TASK INSTRUCTIONS -
Beginning with the first line of the data below, set down each line exactly through the line that contains "pub fn build_client(config: &SearchApiConfig)".

RECORDS -
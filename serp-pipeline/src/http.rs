//! Shared HTTP client for search API requests.

use crate::config::SearchApiConfig;
use crate::error::PipelineError;
use std::time::Duration;

/// User-Agent sent when the configuration does not override it.
pub const DEFAULT_USER_AGENT: &str = concat!("serp-collector/", env!("CARGO_PKG_VERSION"));

/// Build a [`reqwest::Client`] configured for search API requests.
///
/// The client has:
/// - Timeout from config
/// - Configured User-Agent, or [`DEFAULT_USER_AGENT`]
/// - gzip decompression
///
/// # Errors
///
/// Returns [`PipelineError::Http`] if the client cannot be constructed.
pub fn build_client(config: &SearchApiConfig) -> Result<reqwest::Client, PipelineError> {
    let ua = config
        .user_agent
        .clone()
        .unwrap_or_else(|| DEFAULT_USER_AGENT.to_owned());

    reqwest::Client::builder()
        .timeout(Duration::from_secs(config.timeout_seconds))
        .user_agent(ua)
        .gzip(true)
        .build()
        .map_err(|e| PipelineError::Http(format!("failed to build HTTP client: {e}")))
}
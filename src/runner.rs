//! Mode dispatch: wires configuration, credentials, keywords and the
//! batch store into a pipeline run.

use std::fmt;

use serp_pipeline::{FsBatchStore, RunOutput, SerpApiEngine};

use crate::config::CollectorConfig;
use crate::credentials::{self, ApiKey};
use crate::error::Result;
use crate::keywords;
use crate::paths;

/// Entry point selected on the command line.
#[derive(Debug, Clone, Copy, Default, PartialEq, Eq, clap::ValueEnum)]
pub enum Mode {
    /// Query the search API for each keyword, then aggregate.
    Collect,
    /// Rebuild the final outputs from stored batches, offline.
    #[default]
    Process,
}

impl fmt::Display for Mode {
    fn fmt(&self, f: &mut fmt::Formatter<'_>) -> fmt::Result {
        f.write_str(match self {
            Self::Collect => "collect",
            Self::Process => "process",
        })
    }
}

/// Run `mode` with `config`, resolving the API key from the environment
/// when collecting.
///
/// # Errors
///
/// Returns an error for invalid configuration, a missing API key in
/// collect mode, or any fatal pipeline failure.
pub async fn run(mode: Mode, config: &CollectorConfig) -> Result<RunOutput> {
    match mode {
        Mode::Collect => {
            let key = credentials::resolve_api_key(&config.credentials)?;
            collect(config, &key).await
        }
        Mode::Process => process(config).await,
    }
}

/// Query the search API for the configured keywords and aggregate.
///
/// # Errors
///
/// Returns an error for invalid configuration or a fatal pipeline failure.
pub async fn collect(config: &CollectorConfig, key: &ApiKey) -> Result<RunOutput> {
    config.validate()?;
    let data_dir = config.data_dir();
    let store = FsBatchStore::open(paths::results_dir(&data_dir))?;
    let keywords = keywords::load_keywords(&config.keywords_file(&data_dir));
    let engine = SerpApiEngine::new(config.search.clone(), key.expose())?;

    tracing::info!(data_dir = %data_dir.display(), "collecting via search API");
    let output = serp_pipeline::collect(
        engine,
        keywords,
        config.collect.clone(),
        config.exclusions.build(),
        &store,
    )
    .await?;
    Ok(output)
}

/// Rebuild the final outputs from the batches already stored.
///
/// # Errors
///
/// Returns an error if the store cannot be opened or listed, or an
/// output cannot be written.
pub async fn process(config: &CollectorConfig) -> Result<RunOutput> {
    let data_dir = config.data_dir();
    let store = FsBatchStore::open(paths::results_dir(&data_dir))?;

    tracing::info!(data_dir = %data_dir.display(), "processing stored results");
    let output = serp_pipeline::process(config.exclusions.build(), &store).await?;
    Ok(output)
}
//! Exclusion of aggregator and bank domains.
//!
//! Matching is a plain substring test against the lowercased domain, so
//! an entry such as `"bank"` removes every domain containing those
//! characters anywhere (`sberbank.ru`, `bankstoday.net`, `mybank.example`
//! and also `banking-news.example`). Subdomain, prefix and ccTLD variants
//! of a listed brand are caught without enumerating them.

use std::collections::HashSet;

use crate::types::SiteRecord;

/// Built-in aggregator and bank entries.
pub const DEFAULT_EXCLUSIONS: &[&str] = &[
    // Aggregators and financial media
    "banki.ru",
    "sravni.ru",
    "bankiros.ru",
    "vbr.ru",
    "sreavu.ru",
    "13min.ru",
    "brobank.ru",
    "viberu.ru",
    "calculator-credit.ru",
    "kredity.ru",
    "consultant.ru",
    "rbc.ru",
    "financer.com",
    "bankstoday.net",
    "vsetarify.com",
    "mainfin.ru",
    "rfinansist.ru",
    // Banks
    "sberbank.ru",
    "vtb.ru",
    "alfabank.ru",
    "gazprombank.ru",
    "raiffeisen.ru",
    "rshb.ru",
    "tinkoff.ru",
    "open.ru",
    "otpbank.ru",
    "psbank.ru",
    "mkb.ru",
    "sovcombank.ru",
    "unicredit.ru",
    "citibank.ru",
    "pochtabank.ru",
    "uralsib.ru",
    "rosbank.ru",
    "roscap.ru",
    "homecredit.ru",
    "bancaintesa.ru",
    "bspb.ru",
    "absolutbank.ru",
    "mtsbank.ru",
    "ing.ru",
    "zenit.ru",
    "bank-hlynov.ru",
    "credit-suisse.com",
    "tkbbank.ru",
    "tbank.ru",
    "belgazzprombank.by",
    "belgazprombank.by",
    "myfin.by",
    "mtbank.by",
    "rsb.ru",
    "dtb1.ru",
    "nskbl.ru",
    "norvikbank.ru",
    "tatsotsbank.ru",
    "abank.ru",
    "ingobank.ru",
    "svoi.ru",
    "ubrir.ru",
    "creditural.ru",
    "samolet.ru",
    "ubrr.ru",
    "tochka.com",
    "business.yandex",
    "blog.domclick.ru",
    "bki-okb.ru",
    "kontur.ru",
    "finlab.ru",
    "ogrz.ru",
    "akbars.ru",
    "touchka.com",
    "royalfinance.ru",
    "finuslugi.ru",
    "vsezaimyonline.ru",
    // Brand tokens
    "bank",
    ".bank",
    "vtbbiz",
    "sberbank",
    "vtb",
    "alfabank",
    "tinkoff",
    "royal finance",
];

/// Immutable, ordered set of lowercase domain fragments.
#[derive(Debug, Clone, PartialEq, Eq)]
pub struct ExclusionList {
    entries: Vec<String>,
}

impl Default for ExclusionList {
    /// The built-in [`DEFAULT_EXCLUSIONS`].
    fn default() -> Self {
        Self::new(DEFAULT_EXCLUSIONS.iter().copied())
    }
}

impl ExclusionList {
    /// Build a list from arbitrary entries.
    ///
    /// Entries are trimmed and lowercased; blank entries are dropped
    /// (an empty fragment would match every domain) and repeats keep
    /// their first position.
    pub fn new<I, S>(entries: I) -> Self
    where
        I: IntoIterator<Item = S>,
        S: AsRef<str>,
    {
        let mut seen = HashSet::new();
        let entries = entries
            .into_iter()
            .map(|e| e.as_ref().trim().to_lowercase())
            .filter(|e| !e.is_empty())
            .filter(|e| seen.insert(e.clone()))
            .collect();
        Self { entries }
    }

    /// A new list with `extra` appended after the current entries.
    #[must_use]
    pub fn with_extra<I, S>(&self, extra: I) -> Self
    where
        I: IntoIterator<Item = S>,
        S: AsRef<str>,
    {
        let combined: Vec<String> = self
            .entries
            .iter()
            .cloned()
            .chain(extra.into_iter().map(|e| e.as_ref().to_owned()))
            .collect();
        Self::new(combined)
    }

    pub fn entries(&self) -> &[String] {
        &self.entries
    }

    pub fn len(&self) -> usize {
        self.entries.len()
    }

    pub fn is_empty(&self) -> bool {
        self.entries.is_empty()
    }

    /// Whether `domain` contains any entry.
    pub fn matches(&self, domain: &str) -> bool {
        self.entries.iter().any(|entry| domain.contains(entry.as_str()))
    }

    /// Whether a record survives the filter. Records without a domain
    /// never do.
    pub fn keeps(&self, record: &SiteRecord) -> bool {
        !record.domain.is_empty() && !self.matches(&record.domain)
    }

    /// Keep the records that survive the filter, in their original order.
    pub fn filter(&self, records: Vec<SiteRecord>) -> Vec<SiteRecord> {
        records.into_iter().filter(|r| self.keeps(r)).collect()
    }
}

#[cfg(test)]
mod tests {
    use super::*;

    fn record(domain: &str) -> SiteRecord {
        SiteRecord {
            title: format!("Title of {domain}"),
            url: format!("https://{domain}/"),
            domain: domain.to_string(),
            snippet: String::new(),
            position: 1,
            source: "google".into(),
            query: "кредит".into(),
        }
    }

    fn domains(records: &[SiteRecord]) -> Vec<&str> {
        records.iter().map(|r| r.domain.as_str()).collect()
    }

    #[test]
    fn default_list_keeps_every_builtin_entry() {
        let list = ExclusionList::default();
        let unique: HashSet<_> = list.entries().iter().collect();
        assert_eq!(unique.len(), list.len());
        assert_eq!(list.len(), DEFAULT_EXCLUSIONS.len());
    }

    #[test]
    fn sberbank_removed_example_kept() {
        let list = ExclusionList::default();
        let kept = list.filter(vec![record("sberbank.ru"), record("example.com")]);
        assert_eq!(domains(&kept), ["example.com"]);
    }

    #[test]
    fn substring_match_catches_variants() {
        let list = ExclusionList::default();
        assert!(list.matches("online.sberbank.ru"));
        assert!(list.matches("vtb.com"));
        assert!(list.matches("www.tinkoff.kz"));
        assert!(list.matches("banking-news.example"));
        assert!(!list.matches("example.com"));
    }

    #[test]
    fn final_pass_entries_are_excluded() {
        let list = ExclusionList::default();
        for domain in [
            "www.akbars.ru",
            "finuslugi.ru",
            "vsezaimyonline.ru",
            "ogrz.ru",
            "royalfinance.ru",
            "touchka.com",
            "vtbbizcredit.ru",
        ] {
            assert!(list.matches(domain), "{domain} should be excluded");
        }
    }

    #[test]
    fn entries_are_ascii() {
        assert!(DEFAULT_EXCLUSIONS.iter().all(|e| e.is_ascii()));
    }

    #[test]
    fn empty_domain_always_excluded() {
        let list = ExclusionList::new(Vec::<String>::new());
        let kept = list.filter(vec![record(""), record("a.ru")]);
        assert_eq!(domains(&kept), ["a.ru"]);
    }

    #[test]
    fn unknown_domain_survives_default_list() {
        let list = ExclusionList::default();
        assert!(list.keeps(&record("unknown")));
    }

    #[test]
    fn filter_is_stable_and_monotone() {
        let list = ExclusionList::new(["bad"]);
        let input = vec![
            record("c.ru"),
            record("bad.ru"),
            record("a.ru"),
            record("notbad.com"),
            record("b.ru"),
        ];
        let kept = list.filter(input.clone());
        assert!(kept.len() <= input.len());
        assert!(kept.iter().all(|r| input.contains(r)));
        assert_eq!(domains(&kept), ["c.ru", "a.ru", "b.ru"]);
    }

    #[test]
    fn new_normalises_entries() {
        let list = ExclusionList::new(["  Foo.RU ", "", "   ", "foo.ru", "bar"]);
        assert_eq!(list.entries(), ["foo.ru", "bar"]);
    }

    #[test]
    fn with_extra_appends_without_mutating() {
        let base = ExclusionList::new(["a"]);
        let extended = base.with_extra(["B", "a"]);
        assert_eq!(base.entries(), ["a"]);
        assert_eq!(extended.entries(), ["a", "b"]);
    }

    #[test]
    fn matching_is_case_sensitive_on_lowercased_domain() {
        let list = ExclusionList::new(["bank"]);
        // Domains are lowercased at normalisation time.
        assert!(!list.matches("BANK.example"));
        assert!(list.matches("bank.example"));
    }
}
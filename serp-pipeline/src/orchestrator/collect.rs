//! Live collection: one search API query per keyword, strictly in order.
//!
//! Each keyword walks the states
//! `Querying → Normalizing → FilteringBatch → Persisting`, followed by a
//! randomised pause before the next keyword. A keyword whose query fails
//! is logged and skipped. A batch that cannot be persisted aborts the
//! run, so every batch that reaches the pipeline also exists on disk.

use std::time::Duration;

use rand::Rng;

use crate::config::CollectConfig;
use crate::engine::{QueryParams, RawResponse, SearchBackend};
use crate::error::PipelineError;
use crate::store::BatchStore;
use crate::types::{Batch, RunMode, SiteRecord, SourceCounters};

use super::exclusion::ExclusionList;
use super::normalize::normalize_response;
use super::source::{BatchSource, SourceOutput};

/// Position of a collect run. `usize` payloads index the keyword list.
#[derive(Debug)]
enum CollectState {
    Idle,
    Querying(usize),
    Normalizing(usize, RawResponse),
    FilteringBatch(usize, Vec<SiteRecord>),
    Persisting {
        index: usize,
        raw_count: usize,
        records: Vec<SiteRecord>,
    },
    Pausing(usize),
    Finished,
}

impl CollectState {
    fn label(&self) -> &'static str {
        match self {
            Self::Idle => "idle",
            Self::Querying(_) => "querying",
            Self::Normalizing(..) => "normalizing",
            Self::FilteringBatch(..) => "filtering_batch",
            Self::Persisting { .. } => "persisting",
            Self::Pausing(_) => "pausing",
            Self::Finished => "finished",
        }
    }
}

/// [`BatchSource`] that queries a [`SearchBackend`] for each keyword.
#[derive(Debug)]
pub struct LiveSource<B> {
    backend: B,
    keywords: Vec<String>,
    config: CollectConfig,
}

impl<B: SearchBackend> LiveSource<B> {
    /// Build a source over `keywords`. Only the first
    /// `config.max_keywords` are queried.
    ///
    /// # Errors
    ///
    /// Returns [`PipelineError::Config`] if `config` is invalid.
    pub fn new(backend: B, keywords: Vec<String>, config: CollectConfig) -> Result<Self, PipelineError> {
        config.validate()?;
        Ok(Self {
            backend,
            keywords,
            config,
        })
    }

    /// Number of keywords a run will query.
    pub fn keyword_limit(&self) -> usize {
        self.keywords.len().min(self.config.max_keywords)
    }

    fn after_keyword(&self, index: usize) -> CollectState {
        if index + 1 < self.keyword_limit() {
            CollectState::Pausing(index)
        } else {
            CollectState::Finished
        }
    }
}

impl<B: SearchBackend> BatchSource for LiveSource<B> {
    fn mode(&self) -> RunMode {
        RunMode::Collect
    }

    async fn load_batches<St: BatchStore>(
        &mut self,
        store: &St,
        exclusions: &ExclusionList,
    ) -> Result<SourceOutput, PipelineError> {
        let limit = self.keyword_limit();
        let params = QueryParams {
            result_count: self.config.result_count,
            offset: self.config.offset,
        };
        let engine = self.backend.engine_type();

        tracing::info!(
            keywords = limit,
            available = self.keywords.len(),
            "starting collection"
        );

        let mut batches = Vec::with_capacity(limit);
        let mut requests = 0usize;
        let mut state = CollectState::Idle;

        loop {
            tracing::trace!(state = state.label(), "collect state");
            state = match state {
                CollectState::Idle if limit == 0 => CollectState::Finished,
                CollectState::Idle => CollectState::Querying(0),
                CollectState::Querying(index) => {
                    let keyword = self.keywords[index].as_str();
                    tracing::info!(keyword, n = index + 1, of = limit, "processing keyword");
                    requests += 1;
                    match self.backend.search(keyword, &params).await {
                        Ok(raw) => CollectState::Normalizing(index, raw),
                        Err(err) => {
                            tracing::warn!(keyword, error = %err, "query failed, skipping keyword");
                            self.after_keyword(index)
                        }
                    }
                }
                CollectState::Normalizing(index, raw) => CollectState::FilteringBatch(
                    index,
                    normalize_response(&raw, &self.keywords[index], engine),
                ),
                CollectState::FilteringBatch(index, records) => CollectState::Persisting {
                    index,
                    raw_count: records.len(),
                    records: exclusions.filter(records),
                },
                CollectState::Persisting {
                    index,
                    raw_count,
                    records,
                } => {
                    let keyword = self.keywords[index].as_str();
                    let id = store.save_batch(keyword, &records)?;
                    tracing::info!(
                        keyword,
                        batch = %id,
                        found = raw_count,
                        kept = records.len(),
                        "batch persisted"
                    );
                    batches.push(Batch {
                        id,
                        raw_count,
                        records,
                    });
                    self.after_keyword(index)
                }
                CollectState::Pausing(index) => {
                    let delay = pause_duration(self.config.request_delay_ms);
                    if !delay.is_zero() {
                        tracing::debug!(delay_ms = delay.as_millis() as u64, "pausing before next query");
                        tokio::time::sleep(delay).await;
                    }
                    CollectState::Querying(index + 1)
                }
                CollectState::Finished => break,
            };
        }

        Ok(SourceOutput {
            batches,
            counters: SourceCounters {
                total_keywords: Some(self.keywords.len()),
                processed_keywords: Some(limit),
                total_requests: Some(requests),
                total_files: None,
            },
        })
    }
}

/// Uniformly random pause within `(min, max)` milliseconds.
fn pause_duration((min, max): (u64, u64)) -> Duration {
    if max <= min {
        return Duration::from_millis(min);
    }
    Duration::from_millis(rand::thread_rng().gen_range(min..=max))
}
//! SerpAPI backend: Google organic results through a paid JSON API.
//!
//! SerpAPI takes the API key as a query parameter, so every error built
//! from a [`reqwest::Error`] is stripped of its URL before it reaches a
//! log line.

use std::fmt;

use crate::config::SearchApiConfig;
use crate::engine::{QueryParams, RawResponse, SearchBackend};
use crate::error::PipelineError;
use crate::http;
use crate::types::SourceEngine;

/// SerpAPI search client.
pub struct SerpApiEngine {
    config: SearchApiConfig,
    api_key: String,
    client: reqwest::Client,
}

impl fmt::Debug for SerpApiEngine {
    fn fmt(&self, f: &mut fmt::Formatter<'_>) -> fmt::Result {
        f.debug_struct("SerpApiEngine")
            .field("base_url", &self.config.base_url)
            .field("engine", &self.config.engine)
            .field("api_key", &"[REDACTED]")
            .finish()
    }
}

impl SerpApiEngine {
    /// Create an engine for `config`, authenticating with `api_key`.
    ///
    /// # Errors
    ///
    /// Returns [`PipelineError::Config`] if the configuration is invalid
    /// or the key is empty, and [`PipelineError::Http`] if the HTTP
    /// client cannot be built.
    pub fn new(config: SearchApiConfig, api_key: impl Into<String>) -> Result<Self, PipelineError> {
        config.validate()?;
        let api_key = api_key.into();
        if api_key.trim().is_empty() {
            return Err(PipelineError::Config("search API key is empty".into()));
        }
        let client = http::build_client(&config)?;
        Ok(Self {
            config,
            api_key,
            client,
        })
    }

    fn endpoint(&self) -> String {
        format!("{}/search.json", self.config.base_url.trim_end_matches('/'))
    }
}

impl SearchBackend for SerpApiEngine {
    async fn search(
        &self,
        keyword: &str,
        params: &QueryParams,
    ) -> Result<RawResponse, PipelineError> {
        tracing::info!(keyword, offset = params.offset, "querying SerpAPI");

        let num = params.result_count.to_string();
        let start = params.offset.to_string();

        let response = self
            .client
            .get(self.endpoint())
            .query(&[
                ("q", keyword),
                ("api_key", self.api_key.as_str()),
                ("engine", self.config.engine.id()),
                ("hl", self.config.language.as_str()),
                ("gl", self.config.country.as_str()),
                ("location", self.config.location.as_str()),
                ("google_domain", self.config.google_domain.as_str()),
                ("num", num.as_str()),
                ("start", start.as_str()),
            ])
            .header("Accept", "application/json")
            .send()
            .await
            .map_err(|e| PipelineError::Http(format!("SerpAPI request failed: {}", e.without_url())))?
            .error_for_status()
            .map_err(|e| PipelineError::Http(format!("SerpAPI HTTP error: {}", e.without_url())))?;

        let raw: RawResponse = response.json().await.map_err(|e| {
            PipelineError::Parse(format!("SerpAPI response is not JSON: {}", e.without_url()))
        })?;

        let raw = require_organic_results(raw, keyword)?;
        let count = raw["organic_results"].as_array().map_or(0, Vec::len);
        tracing::info!(keyword, count, "SerpAPI returned organic results");
        Ok(raw)
    }

    fn engine_type(&self) -> SourceEngine {
        self.config.engine
    }
}

/// Accept a payload only if it carries an `organic_results` array.
///
/// SerpAPI reports quota and query problems as a 200 response with an
/// `error` field, so the message is surfaced when present.
fn require_organic_results(raw: RawResponse, keyword: &str) -> Result<RawResponse, PipelineError> {
    if raw.get("organic_results").is_some_and(|v| v.is_array()) {
        return Ok(raw);
    }
    match raw.get("error").and_then(|v| v.as_str()) {
        Some(message) => Err(PipelineError::NoResults(format!("{keyword}: {message}"))),
        None => Err(PipelineError::NoResults(keyword.to_owned())),
    }
}
//! Error types for the collector application.

use serp_pipeline::PipelineError;

/// Top-level error type for the collector.
#[derive(Debug, thiserror::Error)]
pub enum CollectorError {
    /// Aggregation pipeline error.
    #[error("pipeline error: {0}")]
    Pipeline(#[from] PipelineError),

    /// Configuration error.
    #[error("config error: {0}")]
    Config(String),

    /// Missing or unusable search API credentials.
    #[error("credentials error: {0}")]
    Credentials(String),

    /// I/O error.
    #[error("I/O error: {0}")]
    Io(#[from] std::io::Error),
}

/// Convenience result type.
pub type Result<T> = std::result::Result<T, CollectorError>;

#[cfg(test)]
mod tests {
    use super::*;

    #[test]
    fn pipeline_error_converts_and_nests_message() {
        let err: CollectorError = PipelineError::Store("disk full".into()).into();
        assert_eq!(err.to_string(), "pipeline error: store error: disk full");
    }

    #[test]
    fn display_credentials() {
        let err = CollectorError::Credentials("SERPAPI_KEY is not set".into());
        assert_eq!(err.to_string(), "credentials error: SERPAPI_KEY is not set");
    }
}
//! Result deduplication by domain.
//!
//! Keeps the first record seen for each domain and drops later ones
//! wholesale. Fields are never merged across duplicates, even when a
//! later record carries a snippet the kept one lacks.

use std::collections::HashSet;

use crate::types::SiteRecord;

/// Collapse `records` to at most one per domain, preserving input order.
pub fn dedup_by_domain(records: Vec<SiteRecord>) -> Vec<SiteRecord> {
    let mut seen: HashSet<String> = HashSet::with_capacity(records.len());
    records
        .into_iter()
        .filter(|record| seen.insert(record.domain.clone()))
        .collect()
}
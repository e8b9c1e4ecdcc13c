//! Search API key resolution.
//!
//! The key is taken from the `SERPAPI_KEY` environment variable (a
//! `.env` file in the working directory is loaded by the binary before
//! this runs), falling back to `credentials.api_key` in the config file.

use std::fmt;

use crate::config::CredentialsConfig;
use crate::error::{CollectorError, Result};

/// Environment variable holding the search API key.
pub const API_KEY_ENV: &str = "SERPAPI_KEY";

/// A resolved API key. [`Debug`] never prints the value.
#[derive(Clone, PartialEq, Eq)]
pub struct ApiKey(String);

impl ApiKey {
    /// Wrap a key obtained elsewhere.
    pub fn new(key: impl Into<String>) -> Self {
        Self(key.into())
    }

    /// The plaintext key, for building requests.
    pub fn expose(&self) -> &str {
        &self.0
    }
}

impl fmt::Debug for ApiKey {
    fn fmt(&self, f: &mut fmt::Formatter<'_>) -> fmt::Result {
        f.write_str("ApiKey([REDACTED])")
    }
}

/// Resolve the key from the process environment, then `config`.
///
/// # Errors
///
/// Returns [`CollectorError::Credentials`] if neither source has a
/// non-blank key.
pub fn resolve_api_key(config: &CredentialsConfig) -> Result<ApiKey> {
    resolve_from(std::env::var(API_KEY_ENV).ok(), config)
}

/// Resolve the key from an explicit environment value, then `config`.
///
/// # Errors
///
/// Returns [`CollectorError::Credentials`] if neither source has a
/// non-blank key.
pub fn resolve_from(env_value: Option<String>, config: &CredentialsConfig) -> Result<ApiKey> {
    let from_env = env_value.filter(|v| !v.trim().is_empty());
    if let Some(key) = from_env {
        tracing::debug!(source = API_KEY_ENV, "search API key resolved");
        return Ok(ApiKey(key.trim().to_owned()));
    }
    match config.api_key.as_deref().map(str::trim) {
        Some(key) if !key.is_empty() => {
            tracing::debug!(source = "config", "search API key resolved");
            Ok(ApiKey(key.to_owned()))
        }
        _ => Err(CollectorError::Credentials(format!(
            "{API_KEY_ENV} is not set and no credentials.api_key is configured"
        ))),
    }
}

#[cfg(test)]
mod tests {
    use super::*;

    fn config_with(key: Option<&str>) -> CredentialsConfig {
        CredentialsConfig {
            api_key: key.map(str::to_owned),
        }
    }

    #[test]
    fn environment_takes_precedence() {
        let key = resolve_from(Some("env-key".into()), &config_with(Some("file-key"))).unwrap();
        assert_eq!(key.expose(), "env-key");
    }

    #[test]
    fn config_used_when_env_missing_or_blank() {
        let key = resolve_from(None, &config_with(Some(" file-key "))).unwrap();
        assert_eq!(key.expose(), "file-key");
        let key = resolve_from(Some("   ".into()), &config_with(Some("file-key"))).unwrap();
        assert_eq!(key.expose(), "file-key");
    }

    #[test]
    fn missing_key_is_credentials_error() {
        let err = resolve_from(None, &config_with(None)).unwrap_err();
        assert!(matches!(err, CollectorError::Credentials(_)));
        assert!(err.to_string().contains(API_KEY_ENV));
        assert!(resolve_from(None, &config_with(Some(""))).is_err());
    }

    #[test]
    fn debug_redacts_key() {
        let key = resolve_from(Some("secret".into()), &config_with(None)).unwrap();
        assert_eq!(format!("{key:?}"), "ApiKey([REDACTED])");
    }
}
//! Replay of stored batches without touching the network.

use crate::error::PipelineError;
use crate::store::BatchStore;
use crate::types::{Batch, RunMode, SourceCounters};

use super::exclusion::ExclusionList;
use super::source::{BatchSource, SourceOutput};

/// [`BatchSource`] reading every batch artifact in a store.
///
/// An artifact that cannot be read or parsed is logged and skipped.
#[derive(Debug, Clone, Copy, Default)]
pub struct StoredSource;

impl BatchSource for StoredSource {
    fn mode(&self) -> RunMode {
        RunMode::Process
    }

    async fn load_batches<St: BatchStore>(
        &mut self,
        store: &St,
        _exclusions: &ExclusionList,
    ) -> Result<SourceOutput, PipelineError> {
        let ids = store.list_batches()?;
        tracing::info!(files = ids.len(), "found stored batches");

        let mut batches = Vec::with_capacity(ids.len());
        for id in &ids {
            match store.load_batch(id) {
                Ok(records) => {
                    tracing::debug!(batch = %id, records = records.len(), "batch loaded");
                    batches.push(Batch {
                        id: id.clone(),
                        raw_count: records.len(),
                        records,
                    });
                }
                Err(err) => {
                    tracing::warn!(batch = %id, error = %err, "skipping unreadable batch");
                }
            }
        }

        Ok(SourceOutput {
            batches,
            counters: SourceCounters {
                total_files: Some(ids.len()),
                ..Default::default()
            },
        })
    }
}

EXERCISE RESULT -
filename serp-pipeline/src/http.rs
//! Shared HTTP client for search API requests.

use crate::config::SearchApiConfig;
use crate::error::PipelineError;
use std::time::Duration;

/// User-Agent sent when the configuration does not override it.
pub const DEFAULT_USER_AGENT: &str = concat!("serp-collector/", env!("CARGO_PKG_VERSION"));

/// Build a [`reqwest::Client`] configured for search API requests.
///
/// The client has:
/// - Timeout from config
/// - Configured User-Agent, or [`DEFAULT_USER_AGENT`]
/// - gzip decompression
///
/// # Errors
///
/// Returns [`PipelineError::Http`] if the client cannot be constructed.
pub fn build_client(config: &SearchApiConfig) -> Result<reqwest::Client, PipelineError> {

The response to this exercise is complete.